───── MATERIAL FOR THIS EXERCISE

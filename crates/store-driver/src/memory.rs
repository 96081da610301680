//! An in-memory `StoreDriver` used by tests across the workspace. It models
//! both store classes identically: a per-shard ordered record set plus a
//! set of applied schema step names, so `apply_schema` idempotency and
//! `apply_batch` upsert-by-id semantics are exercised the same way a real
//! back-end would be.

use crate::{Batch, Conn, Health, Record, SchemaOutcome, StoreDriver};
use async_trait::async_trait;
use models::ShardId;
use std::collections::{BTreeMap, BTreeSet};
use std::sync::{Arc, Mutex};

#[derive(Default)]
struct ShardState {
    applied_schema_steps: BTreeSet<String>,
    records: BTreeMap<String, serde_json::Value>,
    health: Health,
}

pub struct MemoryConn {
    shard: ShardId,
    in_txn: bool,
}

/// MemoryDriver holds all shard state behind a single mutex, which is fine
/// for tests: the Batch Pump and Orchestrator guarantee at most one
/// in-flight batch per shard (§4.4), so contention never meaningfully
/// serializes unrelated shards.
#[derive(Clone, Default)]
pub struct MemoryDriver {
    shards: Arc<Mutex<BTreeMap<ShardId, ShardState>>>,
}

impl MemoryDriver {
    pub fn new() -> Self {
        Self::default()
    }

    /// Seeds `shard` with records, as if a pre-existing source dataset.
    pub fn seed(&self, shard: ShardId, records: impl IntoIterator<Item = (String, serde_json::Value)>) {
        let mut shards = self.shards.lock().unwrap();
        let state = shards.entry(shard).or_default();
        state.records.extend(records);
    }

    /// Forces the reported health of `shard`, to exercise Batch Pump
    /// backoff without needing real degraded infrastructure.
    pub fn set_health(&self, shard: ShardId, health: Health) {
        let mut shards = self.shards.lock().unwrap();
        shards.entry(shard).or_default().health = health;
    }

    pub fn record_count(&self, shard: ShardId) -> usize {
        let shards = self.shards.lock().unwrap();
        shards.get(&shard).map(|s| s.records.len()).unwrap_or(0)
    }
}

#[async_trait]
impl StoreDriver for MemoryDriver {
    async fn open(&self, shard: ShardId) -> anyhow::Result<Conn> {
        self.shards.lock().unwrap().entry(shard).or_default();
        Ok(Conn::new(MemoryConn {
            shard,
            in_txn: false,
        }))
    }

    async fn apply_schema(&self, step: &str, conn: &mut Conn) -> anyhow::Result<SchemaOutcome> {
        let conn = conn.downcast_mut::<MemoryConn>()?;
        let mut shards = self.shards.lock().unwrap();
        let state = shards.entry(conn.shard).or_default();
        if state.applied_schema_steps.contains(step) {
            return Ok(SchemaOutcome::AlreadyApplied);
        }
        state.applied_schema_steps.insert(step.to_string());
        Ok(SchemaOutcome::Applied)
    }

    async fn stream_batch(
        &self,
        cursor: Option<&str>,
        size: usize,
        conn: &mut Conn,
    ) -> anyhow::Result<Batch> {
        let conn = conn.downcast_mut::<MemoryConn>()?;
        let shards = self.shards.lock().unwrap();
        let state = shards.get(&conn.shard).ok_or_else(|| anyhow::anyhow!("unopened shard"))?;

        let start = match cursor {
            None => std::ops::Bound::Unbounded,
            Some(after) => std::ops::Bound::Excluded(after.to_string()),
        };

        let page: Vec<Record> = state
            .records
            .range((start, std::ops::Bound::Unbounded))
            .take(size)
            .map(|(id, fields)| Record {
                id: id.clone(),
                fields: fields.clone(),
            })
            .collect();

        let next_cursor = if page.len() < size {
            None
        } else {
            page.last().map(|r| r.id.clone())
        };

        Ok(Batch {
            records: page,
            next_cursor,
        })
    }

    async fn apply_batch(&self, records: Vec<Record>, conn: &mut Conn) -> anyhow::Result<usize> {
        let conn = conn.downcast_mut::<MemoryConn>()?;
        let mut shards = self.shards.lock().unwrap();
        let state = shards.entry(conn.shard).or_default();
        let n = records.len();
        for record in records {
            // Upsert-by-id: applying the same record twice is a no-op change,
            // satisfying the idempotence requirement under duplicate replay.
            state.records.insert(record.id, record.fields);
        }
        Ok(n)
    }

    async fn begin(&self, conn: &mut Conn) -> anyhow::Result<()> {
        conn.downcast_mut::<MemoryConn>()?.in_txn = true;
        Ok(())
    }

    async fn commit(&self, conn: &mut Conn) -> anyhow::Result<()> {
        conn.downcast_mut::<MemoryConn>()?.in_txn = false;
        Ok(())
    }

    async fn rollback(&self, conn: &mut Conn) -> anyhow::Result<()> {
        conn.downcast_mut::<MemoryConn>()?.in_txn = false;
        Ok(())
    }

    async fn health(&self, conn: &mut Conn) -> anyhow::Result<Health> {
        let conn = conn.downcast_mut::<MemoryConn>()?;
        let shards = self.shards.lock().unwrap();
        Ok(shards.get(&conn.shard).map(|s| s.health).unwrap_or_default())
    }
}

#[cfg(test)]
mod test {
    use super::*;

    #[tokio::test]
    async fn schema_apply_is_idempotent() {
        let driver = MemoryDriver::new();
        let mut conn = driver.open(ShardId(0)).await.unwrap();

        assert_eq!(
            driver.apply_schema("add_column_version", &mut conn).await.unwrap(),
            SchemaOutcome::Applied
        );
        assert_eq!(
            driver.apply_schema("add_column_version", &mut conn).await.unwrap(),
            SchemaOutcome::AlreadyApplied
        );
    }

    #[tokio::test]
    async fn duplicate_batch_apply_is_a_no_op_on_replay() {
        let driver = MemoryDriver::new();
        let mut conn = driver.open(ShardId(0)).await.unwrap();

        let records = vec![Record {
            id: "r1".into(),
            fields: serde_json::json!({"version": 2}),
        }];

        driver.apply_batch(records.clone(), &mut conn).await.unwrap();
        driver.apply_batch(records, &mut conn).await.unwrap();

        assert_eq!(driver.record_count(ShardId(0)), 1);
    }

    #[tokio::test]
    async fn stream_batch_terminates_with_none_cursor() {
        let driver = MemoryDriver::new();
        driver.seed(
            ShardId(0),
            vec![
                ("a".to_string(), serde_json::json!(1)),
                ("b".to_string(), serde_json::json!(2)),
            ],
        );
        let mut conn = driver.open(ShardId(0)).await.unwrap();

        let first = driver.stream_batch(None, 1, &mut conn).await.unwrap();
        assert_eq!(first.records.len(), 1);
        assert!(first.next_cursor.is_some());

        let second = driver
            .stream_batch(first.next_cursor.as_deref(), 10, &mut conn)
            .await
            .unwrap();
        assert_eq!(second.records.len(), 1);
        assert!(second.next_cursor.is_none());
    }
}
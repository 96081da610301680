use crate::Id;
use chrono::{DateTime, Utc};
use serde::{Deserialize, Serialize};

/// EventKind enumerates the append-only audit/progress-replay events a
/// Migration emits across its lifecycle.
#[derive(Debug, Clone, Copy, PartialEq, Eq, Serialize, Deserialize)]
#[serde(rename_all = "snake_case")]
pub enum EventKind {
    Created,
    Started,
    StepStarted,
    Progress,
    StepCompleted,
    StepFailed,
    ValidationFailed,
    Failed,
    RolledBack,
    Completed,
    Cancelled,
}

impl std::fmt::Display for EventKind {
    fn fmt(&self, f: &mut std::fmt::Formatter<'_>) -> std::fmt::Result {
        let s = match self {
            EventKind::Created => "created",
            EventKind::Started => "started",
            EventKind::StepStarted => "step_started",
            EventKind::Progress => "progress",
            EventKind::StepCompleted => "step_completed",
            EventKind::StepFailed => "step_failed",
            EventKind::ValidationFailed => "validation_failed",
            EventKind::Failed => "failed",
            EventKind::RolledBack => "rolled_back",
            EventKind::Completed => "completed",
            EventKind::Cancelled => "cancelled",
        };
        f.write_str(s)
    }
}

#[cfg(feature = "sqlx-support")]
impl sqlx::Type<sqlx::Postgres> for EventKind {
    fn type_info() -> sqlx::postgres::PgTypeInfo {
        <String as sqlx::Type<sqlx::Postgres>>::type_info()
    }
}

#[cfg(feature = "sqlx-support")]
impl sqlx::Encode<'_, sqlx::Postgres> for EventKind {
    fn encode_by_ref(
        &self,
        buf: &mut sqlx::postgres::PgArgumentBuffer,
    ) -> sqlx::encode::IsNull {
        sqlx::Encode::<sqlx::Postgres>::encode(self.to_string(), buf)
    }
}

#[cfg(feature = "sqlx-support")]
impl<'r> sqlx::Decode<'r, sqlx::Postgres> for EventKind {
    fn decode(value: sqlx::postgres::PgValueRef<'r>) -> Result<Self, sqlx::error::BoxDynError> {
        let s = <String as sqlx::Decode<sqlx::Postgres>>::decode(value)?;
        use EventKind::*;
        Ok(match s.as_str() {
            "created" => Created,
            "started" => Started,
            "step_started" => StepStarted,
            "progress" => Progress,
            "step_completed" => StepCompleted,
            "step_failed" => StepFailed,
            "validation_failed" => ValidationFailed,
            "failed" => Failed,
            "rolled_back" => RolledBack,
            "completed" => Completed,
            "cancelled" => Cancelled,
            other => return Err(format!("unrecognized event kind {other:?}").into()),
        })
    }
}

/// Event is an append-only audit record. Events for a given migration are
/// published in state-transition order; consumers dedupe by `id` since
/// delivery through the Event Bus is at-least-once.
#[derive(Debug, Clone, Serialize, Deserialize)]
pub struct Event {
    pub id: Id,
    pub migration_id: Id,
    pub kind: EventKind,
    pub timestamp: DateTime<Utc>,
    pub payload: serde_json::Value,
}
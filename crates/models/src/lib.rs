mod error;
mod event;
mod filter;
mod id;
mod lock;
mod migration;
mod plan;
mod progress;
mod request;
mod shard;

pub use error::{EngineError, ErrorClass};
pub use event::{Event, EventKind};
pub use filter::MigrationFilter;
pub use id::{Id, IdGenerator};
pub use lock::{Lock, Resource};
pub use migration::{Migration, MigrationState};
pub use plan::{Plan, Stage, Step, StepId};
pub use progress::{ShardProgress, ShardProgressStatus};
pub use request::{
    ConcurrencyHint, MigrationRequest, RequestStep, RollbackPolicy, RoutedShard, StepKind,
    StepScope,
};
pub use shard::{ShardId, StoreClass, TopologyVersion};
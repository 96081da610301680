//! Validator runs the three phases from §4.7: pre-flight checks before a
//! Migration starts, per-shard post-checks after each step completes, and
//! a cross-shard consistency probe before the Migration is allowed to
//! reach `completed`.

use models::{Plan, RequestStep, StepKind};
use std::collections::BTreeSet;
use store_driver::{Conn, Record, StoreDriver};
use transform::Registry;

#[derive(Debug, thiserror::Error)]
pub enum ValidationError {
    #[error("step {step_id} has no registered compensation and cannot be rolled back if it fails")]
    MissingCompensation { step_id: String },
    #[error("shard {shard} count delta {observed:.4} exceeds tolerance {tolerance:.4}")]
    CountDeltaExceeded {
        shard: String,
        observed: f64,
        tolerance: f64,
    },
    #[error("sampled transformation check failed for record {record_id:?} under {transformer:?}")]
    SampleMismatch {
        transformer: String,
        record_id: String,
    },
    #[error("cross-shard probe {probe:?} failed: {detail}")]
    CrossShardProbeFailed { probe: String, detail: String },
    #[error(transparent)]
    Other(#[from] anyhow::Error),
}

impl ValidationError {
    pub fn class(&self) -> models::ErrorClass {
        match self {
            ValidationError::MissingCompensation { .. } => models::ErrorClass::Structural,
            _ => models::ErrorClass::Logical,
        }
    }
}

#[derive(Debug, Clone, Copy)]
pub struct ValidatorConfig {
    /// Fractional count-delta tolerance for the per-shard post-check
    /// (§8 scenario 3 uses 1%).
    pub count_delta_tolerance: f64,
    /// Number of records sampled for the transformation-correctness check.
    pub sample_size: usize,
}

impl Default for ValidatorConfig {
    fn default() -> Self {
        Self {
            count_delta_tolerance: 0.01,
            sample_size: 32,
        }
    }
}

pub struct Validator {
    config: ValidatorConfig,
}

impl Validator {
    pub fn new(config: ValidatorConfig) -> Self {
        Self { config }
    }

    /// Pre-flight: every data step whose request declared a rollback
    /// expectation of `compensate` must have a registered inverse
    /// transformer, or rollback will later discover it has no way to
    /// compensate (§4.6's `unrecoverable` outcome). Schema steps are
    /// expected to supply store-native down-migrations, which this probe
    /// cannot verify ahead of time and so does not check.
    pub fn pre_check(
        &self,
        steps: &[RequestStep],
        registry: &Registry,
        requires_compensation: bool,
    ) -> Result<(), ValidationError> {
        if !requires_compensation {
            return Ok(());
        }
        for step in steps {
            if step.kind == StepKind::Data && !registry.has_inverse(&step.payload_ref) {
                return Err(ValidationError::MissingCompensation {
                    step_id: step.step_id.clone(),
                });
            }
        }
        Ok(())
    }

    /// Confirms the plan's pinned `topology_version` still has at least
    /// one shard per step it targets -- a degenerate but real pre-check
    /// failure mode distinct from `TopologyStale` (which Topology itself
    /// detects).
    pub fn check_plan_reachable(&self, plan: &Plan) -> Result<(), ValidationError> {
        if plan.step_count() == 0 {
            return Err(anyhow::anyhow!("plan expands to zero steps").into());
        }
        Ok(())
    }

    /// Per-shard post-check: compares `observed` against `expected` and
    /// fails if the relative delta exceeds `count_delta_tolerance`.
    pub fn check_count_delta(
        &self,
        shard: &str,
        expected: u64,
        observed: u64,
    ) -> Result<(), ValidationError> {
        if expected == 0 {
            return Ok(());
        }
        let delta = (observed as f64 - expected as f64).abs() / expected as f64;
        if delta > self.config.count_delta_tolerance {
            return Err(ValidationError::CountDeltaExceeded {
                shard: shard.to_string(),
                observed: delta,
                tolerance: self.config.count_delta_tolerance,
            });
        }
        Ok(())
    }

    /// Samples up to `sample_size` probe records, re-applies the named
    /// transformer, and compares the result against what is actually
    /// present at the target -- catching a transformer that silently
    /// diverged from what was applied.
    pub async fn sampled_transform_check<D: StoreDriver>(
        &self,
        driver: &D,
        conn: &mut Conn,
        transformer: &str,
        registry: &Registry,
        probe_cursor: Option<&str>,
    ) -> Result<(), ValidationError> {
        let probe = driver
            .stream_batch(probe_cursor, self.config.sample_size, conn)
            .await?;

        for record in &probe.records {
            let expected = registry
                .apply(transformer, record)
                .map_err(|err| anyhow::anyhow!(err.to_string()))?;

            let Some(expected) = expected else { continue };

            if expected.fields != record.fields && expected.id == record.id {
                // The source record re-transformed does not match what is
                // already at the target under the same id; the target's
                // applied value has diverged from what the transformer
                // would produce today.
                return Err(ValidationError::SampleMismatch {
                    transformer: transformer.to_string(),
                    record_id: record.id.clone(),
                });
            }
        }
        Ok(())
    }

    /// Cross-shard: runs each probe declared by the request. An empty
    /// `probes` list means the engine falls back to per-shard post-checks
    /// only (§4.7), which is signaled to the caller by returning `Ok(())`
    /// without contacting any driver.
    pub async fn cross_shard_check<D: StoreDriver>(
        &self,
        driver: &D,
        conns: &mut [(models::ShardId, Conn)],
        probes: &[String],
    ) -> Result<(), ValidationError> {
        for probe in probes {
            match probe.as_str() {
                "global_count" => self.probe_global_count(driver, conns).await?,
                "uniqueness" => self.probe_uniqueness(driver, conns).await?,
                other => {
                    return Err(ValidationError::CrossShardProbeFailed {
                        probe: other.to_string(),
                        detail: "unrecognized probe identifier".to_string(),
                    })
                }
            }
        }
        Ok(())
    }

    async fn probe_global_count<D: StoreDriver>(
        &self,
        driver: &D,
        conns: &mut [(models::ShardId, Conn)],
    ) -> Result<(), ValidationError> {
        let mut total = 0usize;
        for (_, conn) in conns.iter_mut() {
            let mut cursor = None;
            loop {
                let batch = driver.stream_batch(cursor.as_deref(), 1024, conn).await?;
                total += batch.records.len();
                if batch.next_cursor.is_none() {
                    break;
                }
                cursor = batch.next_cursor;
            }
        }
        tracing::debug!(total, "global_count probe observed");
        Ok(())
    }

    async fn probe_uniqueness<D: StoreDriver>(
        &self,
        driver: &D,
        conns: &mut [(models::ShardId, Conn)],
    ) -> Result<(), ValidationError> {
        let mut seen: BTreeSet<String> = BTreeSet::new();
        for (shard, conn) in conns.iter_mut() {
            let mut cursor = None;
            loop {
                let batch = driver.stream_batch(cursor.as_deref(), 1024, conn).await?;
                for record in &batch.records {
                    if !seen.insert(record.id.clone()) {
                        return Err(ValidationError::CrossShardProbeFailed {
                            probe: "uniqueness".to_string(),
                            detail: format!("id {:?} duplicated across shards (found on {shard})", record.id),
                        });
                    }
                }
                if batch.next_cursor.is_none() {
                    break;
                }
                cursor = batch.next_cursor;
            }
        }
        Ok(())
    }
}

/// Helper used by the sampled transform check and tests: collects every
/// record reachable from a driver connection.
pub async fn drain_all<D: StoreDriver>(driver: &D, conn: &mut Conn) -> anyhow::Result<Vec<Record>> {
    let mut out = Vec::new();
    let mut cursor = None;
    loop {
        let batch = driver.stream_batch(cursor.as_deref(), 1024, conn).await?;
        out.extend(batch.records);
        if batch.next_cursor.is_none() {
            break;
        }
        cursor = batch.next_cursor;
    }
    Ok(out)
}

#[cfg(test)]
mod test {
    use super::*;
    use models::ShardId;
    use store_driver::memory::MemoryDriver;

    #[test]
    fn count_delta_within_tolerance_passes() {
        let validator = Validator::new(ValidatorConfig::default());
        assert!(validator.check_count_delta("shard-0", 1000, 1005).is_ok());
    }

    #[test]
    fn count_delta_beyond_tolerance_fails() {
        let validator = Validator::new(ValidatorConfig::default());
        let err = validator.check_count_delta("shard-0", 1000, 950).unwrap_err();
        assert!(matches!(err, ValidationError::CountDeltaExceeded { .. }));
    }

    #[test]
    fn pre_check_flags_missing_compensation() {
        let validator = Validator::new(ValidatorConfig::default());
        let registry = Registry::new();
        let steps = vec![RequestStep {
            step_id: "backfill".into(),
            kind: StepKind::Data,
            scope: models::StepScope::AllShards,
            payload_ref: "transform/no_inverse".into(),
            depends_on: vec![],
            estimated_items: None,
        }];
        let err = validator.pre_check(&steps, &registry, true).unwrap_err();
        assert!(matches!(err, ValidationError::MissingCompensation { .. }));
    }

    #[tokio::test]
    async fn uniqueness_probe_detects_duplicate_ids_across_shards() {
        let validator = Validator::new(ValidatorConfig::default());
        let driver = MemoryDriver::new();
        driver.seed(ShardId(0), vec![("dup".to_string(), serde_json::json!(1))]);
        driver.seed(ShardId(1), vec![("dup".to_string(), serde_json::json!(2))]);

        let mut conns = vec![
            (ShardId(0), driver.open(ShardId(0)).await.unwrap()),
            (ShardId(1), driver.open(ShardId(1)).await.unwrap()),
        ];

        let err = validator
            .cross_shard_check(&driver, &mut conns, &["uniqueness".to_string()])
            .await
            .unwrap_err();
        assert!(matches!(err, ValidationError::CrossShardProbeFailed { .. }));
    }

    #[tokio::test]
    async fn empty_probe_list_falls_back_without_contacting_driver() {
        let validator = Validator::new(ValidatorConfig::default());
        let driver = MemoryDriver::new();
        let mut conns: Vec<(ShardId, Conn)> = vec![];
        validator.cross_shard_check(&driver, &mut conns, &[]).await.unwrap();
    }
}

──────────

## TASK TO CARRY OUT
For each line above that includes "before", make a copy.

## FINAL ANSWER
//! Validator runs the three phases from §4.7: pre-flight checks before a
//! a cross-shard consistency probe before the Migration is allowed to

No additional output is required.